If a line of the records contains the word "descriptors", list it.

--- Supplied records Enclosed Below ---

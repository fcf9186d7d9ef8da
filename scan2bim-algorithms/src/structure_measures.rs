//! Geometric descriptors derived from the structure tensor of local point neighbourhoods. The definitions for the
//! structure measures are taken from the paper 'FEATURE RELEVANCE ASSESSMENT FOR THE SEMANTIC INTERPRETATION OF 3D POINT
//! CLOUD DATA' (Martin Weinmann, Boris Jutzi, Clément Mallet, ISPRS Annals of the Photogrammetry, Remote Sensing and
//! Spatial Information Sciences, Volume II-5/W2, 2013)
//!
//! The neighbourhood search radius is part of the contract between a trained model and the data it is applied to:
//! features for the training cloud and for every cloud that is classified later must be computed with the same
//! `radius`. A mismatch is not detected and silently degrades the classification.

use rayon::prelude::*;
use scan2bim_core::{
    features::{default_feature_columns, UNDEFINED},
    nalgebra::{linalg::SymmetricEigen, Matrix3, Vector3},
    FeatureTable, PipelineError, PointCloud,
};

use crate::spatial_index::SpatialIndex;

/// A neighbourhood needs at least this many points (the point itself included) for a meaningful structure tensor
pub const MIN_NEIGHBOURHOOD_SIZE: usize = 3;

/// Structure measures of a single point, in the same order as [GEOMETRIC_FEATURES](scan2bim_core::features::GEOMETRIC_FEATURES)
#[derive(Debug, Clone, Copy, PartialEq)]
pub struct StructureMeasures {
    pub planarity: f64,
    pub linearity: f64,
    pub verticality: f64,
    pub sphericity: f64,
    pub omnivariance: f64,
}

impl StructureMeasures {
    pub fn to_array(&self) -> [f64; 5] {
        [
            self.planarity,
            self.linearity,
            self.verticality,
            self.sphericity,
            self.omnivariance,
        ]
    }
}

/// Calculates the structure measures of every position. The neighbourhood of a position is made up of all indexed
/// positions within Euclidean distance `radius`, which includes the position itself if `index` was built from
/// `positions`. Returns one entry per position in the same order; the entry is `None` if the neighbourhood holds
/// less than [MIN_NEIGHBOURHOOD_SIZE] points or its structure tensor vanishes.
///
/// Positions are processed in parallel.
pub fn compute_structure_measures(
    positions: &[Vector3<f64>],
    index: &SpatialIndex,
    radius: f64,
) -> Vec<Option<StructureMeasures>> {
    positions
        .par_iter()
        .map(|position| {
            let neighbours = index
                .within_radius(position, radius)
                .into_iter()
                .map(|idx| positions[idx])
                .collect::<Vec<_>>();
            structure_measures_of_neighbourhood(&neighbours)
        })
        .collect()
}

/// Computes the structure measures for a single neighbourhood. Returns `None` for degenerate neighbourhoods
pub fn structure_measures_of_neighbourhood(
    neighbourhood: &[Vector3<f64>],
) -> Option<StructureMeasures> {
    if neighbourhood.len() < MIN_NEIGHBOURHOOD_SIZE {
        return None;
    }

    // 1) covariance matrix of the neighbourhood
    // 2) eigenvalues sorted descending, normalized by their sum
    // 3) measures from the normalized eigenvalues, verticality from the eigenvector of the smallest one
    let centroid = calc_centroid(neighbourhood);
    let covariance_matrix = calc_covariance_matrix(&centroid, neighbourhood);
    let eigen = SymmetricEigen::new(covariance_matrix);

    let mut order = [0usize, 1, 2];
    order.sort_unstable_by(|a, b| {
        eigen.eigenvalues[*b]
            .partial_cmp(&eigen.eigenvalues[*a])
            .unwrap_or(std::cmp::Ordering::Equal)
    });
    // Tiny negative eigenvalues are numerical noise of a positive semi-definite matrix
    let e1 = eigen.eigenvalues[order[0]].max(0.0);
    let e2 = eigen.eigenvalues[order[1]].max(0.0);
    let e3 = eigen.eigenvalues[order[2]].max(0.0);

    let sum_of_eigenvalues = e1 + e2 + e3;
    if !sum_of_eigenvalues.is_finite() || sum_of_eigenvalues <= f64::EPSILON {
        return None;
    }
    let e1_norm = e1 / sum_of_eigenvalues;
    let e2_norm = e2 / sum_of_eigenvalues;
    let e3_norm = e3 / sum_of_eigenvalues;

    let normal = eigen.eigenvectors.column(order[2]);

    Some(StructureMeasures {
        planarity: planarity(e1_norm, e2_norm, e3_norm),
        linearity: linearity(e1_norm, e2_norm, e3_norm),
        verticality: 1.0 - normal[2].abs().min(1.0),
        sphericity: sphericity(e1_norm, e2_norm, e3_norm),
        omnivariance: omnivariance(e1_norm, e2_norm, e3_norm),
    })
}

/// Computes the feature table of `cloud`: one row per point, in point order, with the columns given by
/// [default_feature_columns]. Points with a degenerate neighbourhood get [UNDEFINED] geometric descriptors but keep
/// their color and height values. The table carries no labels.
///
/// # Errors
///
/// If `radius` is not a positive number
pub fn compute_features(cloud: &PointCloud, radius: f64) -> Result<FeatureTable, PipelineError> {
    if !(radius > 0.0) || !radius.is_finite() {
        return Err(PipelineError::configuration(format!(
            "search radius must be positive, got {}",
            radius
        )));
    }
    let index = SpatialIndex::build(cloud.positions());
    let measures = compute_structure_measures(cloud.positions(), &index, radius);

    let min_z = cloud
        .positions()
        .iter()
        .map(|p| p.z)
        .fold(f64::INFINITY, f64::min);
    let columns = default_feature_columns();
    let mut values = Vec::with_capacity(cloud.len() * columns.len());
    for ((measure, color), position) in measures
        .iter()
        .zip(cloud.colors().iter())
        .zip(cloud.positions().iter())
    {
        match measure {
            Some(measure) => values.extend_from_slice(&measure.to_array()),
            None => values.extend_from_slice(&[UNDEFINED; 5]),
        }
        values.extend_from_slice(&[
            color.x as f64,
            color.y as f64,
            color.z as f64,
            position.z - min_z,
        ]);
    }
    FeatureTable::from_values(columns, values, None)
}

/// Like [compute_features], but attaches the labels of `cloud` to the table
pub fn compute_labeled_features(
    cloud: &PointCloud,
    radius: f64,
) -> Result<FeatureTable, PipelineError> {
    let mut table = compute_features(cloud, radius)?;
    table.set_labels(cloud.labels().to_vec())?;
    Ok(table)
}

fn linearity(e1_norm: f64, e2_norm: f64, _e3_norm: f64) -> f64 {
    (e1_norm - e2_norm) / e1_norm
}

fn planarity(e1_norm: f64, e2_norm: f64, e3_norm: f64) -> f64 {
    (e2_norm - e3_norm) / e1_norm
}

fn sphericity(e1_norm: f64, _e2_norm: f64, e3_norm: f64) -> f64 {
    e3_norm / e1_norm
}

fn omnivariance(e1_norm: f64, e2_norm: f64, e3_norm: f64) -> f64 {
    (e1_norm * e2_norm * e3_norm).powf(1.0 / 3.0)
}

fn calc_centroid(neighbourhood: &[Vector3<f64>]) -> Vector3<f64> {
    let sum: Vector3<f64> = neighbourhood.iter().sum();
    sum / (neighbourhood.len() as f64)
}

fn calc_covariance_matrix(centroid: &Vector3<f64>, neighbourhood: &[Vector3<f64>]) -> Matrix3<f64> {
    let unweighted_covariance_matrix: Matrix3<f64> = neighbourhood
        .iter()
        .map(|v| {
            let diff: Vector3<f64> = v - centroid;
            diff * diff.transpose()
        })
        .sum();
    unweighted_covariance_matrix / (neighbourhood.len() as f64)
}
use float_ord::FloatOrd;
use rand::{rngs::StdRng, seq::SliceRandom};
use serde::{Deserialize, Serialize};

use super::dataset::Dataset;

/// Growth limits of a single decision tree
#[derive(Debug, Clone, Copy, PartialEq)]
pub struct TreeParameters {
    /// Maximum depth of the tree, `None` grows until all leaves are pure or too small to split
    pub max_depth: Option<usize>,
    /// A node needs at least this many samples to be split
    pub min_samples_split: usize,
    /// Each child of a split needs at least this many samples
    pub min_samples_leaf: usize,
    /// Number of features drawn as split candidates at each node
    pub max_features: usize,
}

/// A node in the decision tree
#[derive(Debug, Clone, PartialEq, Serialize, Deserialize)]
pub enum Node {
    /// Samples with `value <= threshold` go to `left`, all others to `right`
    Split {
        feature: usize,
        threshold: f64,
        left: usize,
        right: usize,
    },
    /// Fraction of the training samples per class that ended up in this leaf
    Leaf { distribution: Vec<f64> },
}

/// Binary CART classification tree grown on Gini impurity. Nodes are stored in a flat arena, the root is the first
/// node.
#[derive(Debug, Clone, PartialEq, Serialize, Deserialize)]
pub struct DecisionTree {
    nodes: Vec<Node>,
    num_classes: usize,
}

struct PendingNode {
    slot: usize,
    samples: Vec<usize>,
    depth: usize,
}

struct BestSplit {
    feature: usize,
    threshold: f64,
    impurity: f64,
}

impl DecisionTree {
    /// Grows a tree on the given `samples` of `dataset`. `samples` may contain repeated indices (bootstrap samples).
    /// All randomness (candidate features per split) is drawn from `rng`.
    ///
    /// # Panics
    ///
    /// If `samples` is empty
    pub fn fit(
        dataset: &Dataset,
        samples: Vec<usize>,
        parameters: &TreeParameters,
        rng: &mut StdRng,
    ) -> Self {
        assert!(!samples.is_empty(), "cannot grow a tree without samples");
        let num_classes = dataset.num_classes();
        let mut nodes = vec![Node::Leaf {
            distribution: vec![],
        }];
        // Nodes are grown from an explicit stack, unbounded trees on large data would overflow the call stack
        let mut pending = vec![PendingNode {
            slot: 0,
            samples,
            depth: 0,
        }];
        let mut features = (0..dataset.num_features()).collect::<Vec<_>>();

        while let Some(node) = pending.pop() {
            let counts = class_counts(dataset, &node.samples, num_classes);
            let is_pure = counts.iter().filter(|count| **count > 0).count() <= 1;
            let depth_reached = parameters
                .max_depth
                .map(|max_depth| node.depth >= max_depth)
                .unwrap_or(false);
            let split = if is_pure
                || depth_reached
                || node.samples.len() < parameters.min_samples_split
            {
                None
            } else {
                features.shuffle(rng);
                find_best_split(dataset, &node.samples, &counts, &features, parameters)
            };

            match split {
                None => {
                    nodes[node.slot] = leaf(&counts, node.samples.len());
                }
                Some(split) => {
                    let (left_samples, right_samples): (Vec<usize>, Vec<usize>) = node
                        .samples
                        .into_iter()
                        .partition(|sample| dataset.value(*sample, split.feature) <= split.threshold);
                    let left = nodes.len();
                    let right = left + 1;
                    nodes.push(Node::Leaf {
                        distribution: vec![],
                    });
                    nodes.push(Node::Leaf {
                        distribution: vec![],
                    });
                    nodes[node.slot] = Node::Split {
                        feature: split.feature,
                        threshold: split.threshold,
                        left,
                        right,
                    };
                    pending.push(PendingNode {
                        slot: right,
                        samples: right_samples,
                        depth: node.depth + 1,
                    });
                    pending.push(PendingNode {
                        slot: left,
                        samples: left_samples,
                        depth: node.depth + 1,
                    });
                }
            }
        }

        Self { nodes, num_classes }
    }

    /// Class distribution of the leaf that `row` falls into
    pub fn predict_distribution(&self, row: &[f64]) -> &[f64] {
        let mut current = 0;
        loop {
            match &self.nodes[current] {
                Node::Split {
                    feature,
                    threshold,
                    left,
                    right,
                } => {
                    current = if row[*feature] <= *threshold {
                        *left
                    } else {
                        *right
                    };
                }
                Node::Leaf { distribution } => return distribution,
            }
        }
    }

    pub fn num_classes(&self) -> usize {
        self.num_classes
    }

    pub fn num_nodes(&self) -> usize {
        self.nodes.len()
    }

    /// Length of the longest path from the root to a leaf
    pub fn depth(&self) -> usize {
        let mut max_depth = 0;
        let mut stack = vec![(0usize, 0usize)];
        while let Some((node, depth)) = stack.pop() {
            max_depth = max_depth.max(depth);
            if let Node::Split { left, right, .. } = &self.nodes[node] {
                stack.push((*left, depth + 1));
                stack.push((*right, depth + 1));
            }
        }
        max_depth
    }
}

fn class_counts(dataset: &Dataset, samples: &[usize], num_classes: usize) -> Vec<usize> {
    let mut counts = vec![0; num_classes];
    for sample in samples {
        counts[dataset.target(*sample)] += 1;
    }
    counts
}

fn leaf(counts: &[usize], total: usize) -> Node {
    Node::Leaf {
        distribution: counts
            .iter()
            .map(|count| *count as f64 / total as f64)
            .collect(),
    }
}

/// Sum of squared class counts, `gini = 1 - sum_sq / n^2`
fn sum_of_squares(counts: &[usize]) -> f64 {
    counts.iter().map(|count| (*count as f64).powi(2)).sum()
}

/// Searches the candidate `features` in order for the split with the lowest weighted Gini impurity. The first
/// `max_features` features are always evaluated; if none of them allows a valid split, the search continues with the
/// remaining features until one does.
fn find_best_split(
    dataset: &Dataset,
    samples: &[usize],
    parent_counts: &[usize],
    features: &[usize],
    parameters: &TreeParameters,
) -> Option<BestSplit> {
    let total = samples.len();
    let mut best: Option<BestSplit> = None;
    let mut sorted = samples.to_vec();

    for (evaluated, feature) in features.iter().enumerate() {
        if evaluated >= parameters.max_features && best.is_some() {
            break;
        }
        sorted.sort_unstable_by_key(|sample| FloatOrd(dataset.value(*sample, *feature)));

        let mut left_counts = vec![0usize; parent_counts.len()];
        let mut left_sum_sq = 0.0;
        let mut right_sum_sq = sum_of_squares(parent_counts);
        for position in 0..total - 1 {
            let class = dataset.target(sorted[position]);
            let left_before = left_counts[class] as f64;
            let right_before = (parent_counts[class] - left_counts[class]) as f64;
            left_counts[class] += 1;
            left_sum_sq += 2.0 * left_before + 1.0;
            right_sum_sq -= 2.0 * right_before - 1.0;

            let num_left = position + 1;
            let num_right = total - num_left;
            if num_left < parameters.min_samples_leaf || num_right < parameters.min_samples_leaf {
                continue;
            }
            let value = dataset.value(sorted[position], *feature);
            let next_value = dataset.value(sorted[position + 1], *feature);
            if !(value < next_value) {
                continue;
            }

            let gini_left = 1.0 - left_sum_sq / (num_left as f64).powi(2);
            let gini_right = 1.0 - right_sum_sq / (num_right as f64).powi(2);
            let impurity =
                (num_left as f64 * gini_left + num_right as f64 * gini_right) / total as f64;
            if best
                .as_ref()
                .map(|best| impurity < best.impurity)
                .unwrap_or(true)
            {
                let mut threshold = value + (next_value - value) / 2.0;
                // Midpoints of adjacent floats can round up to the larger value
                if threshold >= next_value {
                    threshold = value;
                }
                best = Some(BestSplit {
                    feature: *feature,
                    threshold,
                    impurity,
                });
            }
        }
    }
    best
}

#[cfg(test)]
mod tests {
    use super::*;
    use assert_approx_eq::assert_approx_eq;
    use rand::SeedableRng;

    fn parameters(max_features: usize) -> TreeParameters {
        TreeParameters {
            max_depth: None,
            min_samples_split: 2,
            min_samples_leaf: 1,
            max_features,
        }
    }

    #[test]
    fn test_simple_tree() {
        // class 1 iff the second feature is larger than 5
        let mut values = vec![];
        let mut targets = vec![];
        for i in 0..20 {
            values.push((i % 3) as f64);
            values.push(i as f64 * 0.5);
            targets.push(if i as f64 * 0.5 > 5.0 { 1 } else { 0 });
        }
        let dataset = Dataset::new(values, 2, targets, 2);
        let mut rng = StdRng::seed_from_u64(1);
        let tree = DecisionTree::fit(&dataset, (0..20).collect(), &parameters(2), &mut rng);

        assert_eq!(1, tree.depth());
        assert_eq!(&[1.0, 0.0], tree.predict_distribution(&[0.0, 1.0]));
        assert_eq!(&[0.0, 1.0], tree.predict_distribution(&[2.0, 9.0]));
    }

    #[test]
    fn test_tree_memorizes_distinct_samples() {
        let values = vec![0.0, 1.0, 2.0, 3.0, 4.0, 5.0];
        let targets = vec![0, 1, 0, 2, 1, 0];
        let dataset = Dataset::new(values.clone(), 1, targets.clone(), 3);
        let mut rng = StdRng::seed_from_u64(1);
        let tree = DecisionTree::fit(&dataset, (0..6).collect(), &parameters(1), &mut rng);
        for (value, target) in values.iter().zip(targets.iter()) {
            let distribution = tree.predict_distribution(&[*value]);
            assert_approx_eq!(1.0, distribution[*target]);
        }
    }

    #[test]
    fn test_limits_produce_mixed_leaves() {
        let values = vec![0.0, 1.0, 2.0, 3.0];
        let targets = vec![0, 1, 0, 1];
        let dataset = Dataset::new(values, 1, targets, 2);
        let mut rng = StdRng::seed_from_u64(1);
        let tree = DecisionTree::fit(
            &dataset,
            (0..4).collect(),
            &TreeParameters {
                max_depth: Some(0),
                ..parameters(1)
            },
            &mut rng,
        );
        assert_eq!(1, tree.num_nodes());
        assert_eq!(&[0.5, 0.5], tree.predict_distribution(&[10.0]));
    }

    #[test]
    fn test_constant_features_yield_a_leaf() {
        let dataset = Dataset::new(vec![1.0; 4], 1, vec![0, 1, 1, 1], 2);
        let mut rng = StdRng::seed_from_u64(3);
        let tree = DecisionTree::fit(&dataset, (0..4).collect(), &parameters(1), &mut rng);
        assert_eq!(1, tree.num_nodes());
        assert_eq!(&[0.25, 0.75], tree.predict_distribution(&[1.0]));
    }
}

--- End of Enclosed Supplied records ---

__Output for this task__.
//! Geometric descriptors derived from the structure tensor of local point neighbourhoods. The definitions for the
/// [default_feature_columns]. Points with a degenerate neighbourhood get [UNDEFINED] geometric descriptors but keep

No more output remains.